■ Directions for this task:
Line count for "second": give the number of lines in the records below that hold it, and nothing else.

■ Data for this exercise:
____
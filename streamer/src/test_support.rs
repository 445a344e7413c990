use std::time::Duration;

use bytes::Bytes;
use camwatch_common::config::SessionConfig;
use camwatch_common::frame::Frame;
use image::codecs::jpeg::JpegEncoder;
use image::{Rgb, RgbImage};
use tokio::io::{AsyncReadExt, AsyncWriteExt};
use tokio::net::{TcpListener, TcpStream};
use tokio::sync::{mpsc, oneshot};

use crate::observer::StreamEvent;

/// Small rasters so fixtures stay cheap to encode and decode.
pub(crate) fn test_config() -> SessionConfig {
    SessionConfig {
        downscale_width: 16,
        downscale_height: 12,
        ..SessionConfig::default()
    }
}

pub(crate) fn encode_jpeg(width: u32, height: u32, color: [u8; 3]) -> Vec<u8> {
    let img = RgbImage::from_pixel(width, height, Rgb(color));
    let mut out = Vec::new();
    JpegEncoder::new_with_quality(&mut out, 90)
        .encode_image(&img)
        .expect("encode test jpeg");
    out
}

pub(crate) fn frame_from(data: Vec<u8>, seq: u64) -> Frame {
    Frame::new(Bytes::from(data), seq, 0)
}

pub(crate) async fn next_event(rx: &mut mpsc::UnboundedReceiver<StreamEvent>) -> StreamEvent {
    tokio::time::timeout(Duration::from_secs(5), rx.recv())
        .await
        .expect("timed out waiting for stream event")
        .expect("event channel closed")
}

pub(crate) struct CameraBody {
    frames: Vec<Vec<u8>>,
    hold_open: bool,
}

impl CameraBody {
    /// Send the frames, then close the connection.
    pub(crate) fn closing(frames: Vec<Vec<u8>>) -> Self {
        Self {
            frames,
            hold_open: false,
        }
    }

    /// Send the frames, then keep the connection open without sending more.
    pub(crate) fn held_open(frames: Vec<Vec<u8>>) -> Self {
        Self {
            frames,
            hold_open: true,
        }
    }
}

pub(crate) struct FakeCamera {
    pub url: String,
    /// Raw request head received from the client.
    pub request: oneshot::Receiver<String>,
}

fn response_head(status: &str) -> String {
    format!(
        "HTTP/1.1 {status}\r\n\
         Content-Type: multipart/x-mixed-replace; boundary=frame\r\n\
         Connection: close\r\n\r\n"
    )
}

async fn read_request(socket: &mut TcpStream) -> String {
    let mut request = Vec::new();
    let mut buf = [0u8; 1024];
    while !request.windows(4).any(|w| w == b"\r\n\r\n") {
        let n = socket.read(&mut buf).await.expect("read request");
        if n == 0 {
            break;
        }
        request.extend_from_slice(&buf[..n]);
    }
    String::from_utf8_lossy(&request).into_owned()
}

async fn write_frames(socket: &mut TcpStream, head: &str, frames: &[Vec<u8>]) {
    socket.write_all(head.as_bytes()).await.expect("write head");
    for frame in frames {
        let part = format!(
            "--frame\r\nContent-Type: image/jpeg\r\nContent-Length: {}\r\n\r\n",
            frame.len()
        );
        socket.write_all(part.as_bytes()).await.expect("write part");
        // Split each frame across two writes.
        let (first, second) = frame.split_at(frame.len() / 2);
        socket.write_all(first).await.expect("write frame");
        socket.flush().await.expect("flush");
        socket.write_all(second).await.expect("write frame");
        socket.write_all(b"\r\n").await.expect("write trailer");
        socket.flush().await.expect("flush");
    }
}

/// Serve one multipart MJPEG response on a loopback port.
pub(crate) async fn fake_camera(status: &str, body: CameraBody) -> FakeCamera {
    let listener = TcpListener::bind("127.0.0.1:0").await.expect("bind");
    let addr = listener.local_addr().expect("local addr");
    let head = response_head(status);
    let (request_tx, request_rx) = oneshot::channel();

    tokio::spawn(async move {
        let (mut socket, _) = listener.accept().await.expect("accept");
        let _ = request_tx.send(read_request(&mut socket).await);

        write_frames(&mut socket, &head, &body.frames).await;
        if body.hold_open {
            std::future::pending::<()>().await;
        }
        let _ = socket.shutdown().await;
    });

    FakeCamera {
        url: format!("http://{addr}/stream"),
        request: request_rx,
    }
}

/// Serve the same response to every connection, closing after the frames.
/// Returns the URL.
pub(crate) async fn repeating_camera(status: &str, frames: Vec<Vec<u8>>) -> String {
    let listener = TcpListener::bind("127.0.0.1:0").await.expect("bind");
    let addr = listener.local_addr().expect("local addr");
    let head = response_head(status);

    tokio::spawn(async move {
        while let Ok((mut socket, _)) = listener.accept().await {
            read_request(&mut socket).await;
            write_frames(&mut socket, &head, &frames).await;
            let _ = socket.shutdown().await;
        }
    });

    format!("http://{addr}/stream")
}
____
■ Problem solution:
2